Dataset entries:
►

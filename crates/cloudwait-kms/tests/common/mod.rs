#![allow(dead_code)]

use async_trait::async_trait;
use cloudwait::ApiError;
use cloudwait_kms::{
    ApiResult, ConnectionState, CreateGrantInput, CustomKeyStore, Grant, GrantListEntry,
    KeyManagementApi, KeyMetadata, KeyState, NOT_FOUND_CODE,
};
use std::collections::{BTreeMap, VecDeque};
use std::sync::Mutex;

pub const KEY_ID: &str = "1234abcd-12ab-34cd-56ef-1234567890ab";
pub const STORE_ID: &str = "cks-1234567890abcdef0";

pub fn init_tracing() {
    let _ = tracing_subscriber::fmt()
        .with_env_filter(tracing_subscriber::EnvFilter::from_default_env())
        .with_test_writer()
        .try_init();
}

pub fn not_found<T>() -> ApiResult<T> {
    Err(ApiError::new(NOT_FOUND_CODE, "resource does not exist"))
}

pub fn api_error<T>(code: &str) -> ApiResult<T> {
    Err(ApiError::new(code, "scripted failure"))
}

pub fn key(state: KeyState) -> KeyMetadata {
    KeyMetadata {
        key_id: KEY_ID.to_string(),
        arn: format!("arn:aws:kms:us-west-2:111122223333:key/{KEY_ID}"),
        description: String::new(),
        enabled: state == KeyState::Enabled,
        key_state: state,
        creation_date: None,
        valid_to: None,
    }
}

pub fn store(state: ConnectionState) -> CustomKeyStore {
    CustomKeyStore {
        custom_key_store_id: STORE_ID.to_string(),
        custom_key_store_name: "primary".to_string(),
        connection_state: state,
        connection_error_code: (state == ConnectionState::Failed)
            .then(|| "NETWORK_ERRORS".to_string()),
    }
}

pub fn grant_entry(grant_id: &str) -> GrantListEntry {
    GrantListEntry {
        key_id: KEY_ID.to_string(),
        grant_id: grant_id.to_string(),
        grantee_principal: "arn:aws:iam::111122223333:role/app".to_string(),
        operations: vec!["Decrypt".to_string()],
    }
}

/// Replies for one API call; the last reply repeats forever
struct Script<T> {
    replies: VecDeque<ApiResult<T>>,
    last: Option<ApiResult<T>>,
}

impl<T> Default for Script<T> {
    fn default() -> Self {
        Self {
            replies: VecDeque::new(),
            last: None,
        }
    }
}

impl<T: Clone> Script<T> {
    fn load(&mut self, replies: Vec<ApiResult<T>>) {
        self.last = replies.last().cloned();
        self.replies = replies.into();
    }

    fn next(&mut self, call: &str) -> ApiResult<T> {
        if let Some(reply) = self.replies.pop_front() {
            return reply;
        }
        self.last
            .clone()
            .unwrap_or_else(|| Err(ApiError::new("UnscriptedCall", call)))
    }
}

#[derive(Default)]
struct Scripts {
    describe_key: Script<KeyMetadata>,
    key_policy: Script<String>,
    rotation: Script<bool>,
    tags: Script<BTreeMap<String, String>>,
    store: Script<CustomKeyStore>,
    connect: Script<()>,
    disconnect: Script<()>,
    create_grant: Script<Grant>,
    find_grant: Script<Option<GrantListEntry>>,
}

/// In-memory key management service driven by scripted replies
#[derive(Default)]
pub struct ScriptedKms {
    scripts: Mutex<Scripts>,
    log: Mutex<Vec<&'static str>>,
}

impl ScriptedKms {
    pub fn new() -> Self {
        Self::default()
    }

    pub fn describe_key(self, replies: Vec<ApiResult<KeyMetadata>>) -> Self {
        self.scripts.lock().unwrap().describe_key.load(replies);
        self
    }

    pub fn key_policy(self, replies: Vec<ApiResult<String>>) -> Self {
        self.scripts.lock().unwrap().key_policy.load(replies);
        self
    }

    pub fn rotation(self, replies: Vec<ApiResult<bool>>) -> Self {
        self.scripts.lock().unwrap().rotation.load(replies);
        self
    }

    pub fn tags(self, replies: Vec<ApiResult<BTreeMap<String, String>>>) -> Self {
        self.scripts.lock().unwrap().tags.load(replies);
        self
    }

    pub fn store(self, replies: Vec<ApiResult<CustomKeyStore>>) -> Self {
        self.scripts.lock().unwrap().store.load(replies);
        self
    }

    pub fn connect(self, replies: Vec<ApiResult<()>>) -> Self {
        self.scripts.lock().unwrap().connect.load(replies);
        self
    }

    pub fn disconnect(self, replies: Vec<ApiResult<()>>) -> Self {
        self.scripts.lock().unwrap().disconnect.load(replies);
        self
    }

    pub fn create_grant(self, replies: Vec<ApiResult<Grant>>) -> Self {
        self.scripts.lock().unwrap().create_grant.load(replies);
        self
    }

    pub fn find_grant(self, replies: Vec<ApiResult<Option<GrantListEntry>>>) -> Self {
        self.scripts.lock().unwrap().find_grant.load(replies);
        self
    }

    /// Names of the calls made so far, in order
    pub fn log(&self) -> Vec<&'static str> {
        self.log.lock().unwrap().clone()
    }

    pub fn calls(&self, name: &str) -> usize {
        self.log.lock().unwrap().iter().filter(|call| **call == name).count()
    }

    fn record(&self, name: &'static str) {
        self.log.lock().unwrap().push(name);
    }
}

#[async_trait]
impl KeyManagementApi for ScriptedKms {
    async fn describe_key(&self, _key_id: &str) -> ApiResult<KeyMetadata> {
        self.record("describe_key");
        self.scripts.lock().unwrap().describe_key.next("describe_key")
    }

    async fn get_key_policy(&self, _key_id: &str) -> ApiResult<String> {
        self.record("get_key_policy");
        self.scripts.lock().unwrap().key_policy.next("get_key_policy")
    }

    async fn get_key_rotation_status(&self, _key_id: &str) -> ApiResult<bool> {
        self.record("get_key_rotation_status");
        self.scripts.lock().unwrap().rotation.next("get_key_rotation_status")
    }

    async fn list_resource_tags(&self, _key_id: &str) -> ApiResult<BTreeMap<String, String>> {
        self.record("list_resource_tags");
        self.scripts.lock().unwrap().tags.next("list_resource_tags")
    }

    async fn describe_custom_key_store(&self, _store_id: &str) -> ApiResult<CustomKeyStore> {
        self.record("describe_custom_key_store");
        self.scripts.lock().unwrap().store.next("describe_custom_key_store")
    }

    async fn connect_custom_key_store(&self, _store_id: &str) -> ApiResult<()> {
        self.record("connect_custom_key_store");
        self.scripts.lock().unwrap().connect.next("connect_custom_key_store")
    }

    async fn disconnect_custom_key_store(&self, _store_id: &str) -> ApiResult<()> {
        self.record("disconnect_custom_key_store");
        self.scripts.lock().unwrap().disconnect.next("disconnect_custom_key_store")
    }

    async fn create_grant(&self, _input: &CreateGrantInput) -> ApiResult<Grant> {
        self.record("create_grant");
        self.scripts.lock().unwrap().create_grant.next("create_grant")
    }

    async fn find_grant(&self, _key_id: &str, _grant_id: &str) -> ApiResult<Option<GrantListEntry>> {
        self.record("find_grant");
        self.scripts.lock().unwrap().find_grant.next("find_grant")
    }
}
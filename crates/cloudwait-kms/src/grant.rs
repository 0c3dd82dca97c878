//! Grant creation and revocation waits

use crate::api::{CreateGrantInput, Grant, GrantListEntry, KeyManagementApi, lift, lift_optional};
use crate::error::Result;
use crate::wait::iam_propagation_classifier;
use cloudwait::{RetryLoop, retry_until_not_found, retry_when_not_found};
use cloudwait_config::WaitSettings;
use std::time::Duration;

pub const GRANT_CREATE_TIMEOUT: Duration = Duration::from_secs(5 * 60);
pub const GRANT_DELETE_TIMEOUT: Duration = Duration::from_secs(5 * 60);

/// Create a grant, retrying while the grantee principal propagates
///
/// Attempts back off as configured under `retry`.
pub async fn create_grant(
    api: &dyn KeyManagementApi,
    settings: &WaitSettings,
    input: &CreateGrantInput,
    timeout: Duration,
) -> Result<Grant> {
    let grant = RetryLoop::new(timeout, iam_propagation_classifier())
        .backoff(settings.backoff())
        .run_notify(
            || async move { lift(api.create_grant(input).await, &input.key_id) },
            |attempt, err, delay| {
                tracing::debug!(attempt, %err, ?delay, key_id = %input.key_id, "grant creation retrying");
            },
        )
        .await?;
    Ok(grant)
}

async fn find_grant(
    api: &dyn KeyManagementApi,
    key_id: &str,
    grant_id: &str,
) -> cloudwait::Result<GrantListEntry> {
    lift_optional(api.find_grant(key_id, grant_id).await, (key_id, grant_id))
}

/// Read a grant that was just created, waiting for it to become visible
pub async fn find_grant_with_retry(
    api: &dyn KeyManagementApi,
    settings: &WaitSettings,
    key_id: &str,
    grant_id: &str,
) -> Result<GrantListEntry> {
    let grant = retry_when_not_found(settings.propagation.timeout, || {
        find_grant(api, key_id, grant_id)
    })
    .await?;
    Ok(grant)
}

/// Wait until a revoked grant no longer shows up in the key's grant list
pub async fn wait_grant_revoked(api: &dyn KeyManagementApi, key_id: &str, grant_id: &str) -> Result<()> {
    retry_until_not_found(GRANT_DELETE_TIMEOUT, || find_grant(api, key_id, grant_id)).await?;
    tracing::debug!(key_id, grant_id, "grant revoked");
    Ok(())
}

◄

# PROBLEM REQUIREMENTS:
Pull each line containing the word "delay" out of the data above.

# WRITTEN ANSWER:
            |attempt, err, delay| {
                tracing::debug!(attempt, %err, ?delay, key_id = %input.key_id, "grant creation retrying");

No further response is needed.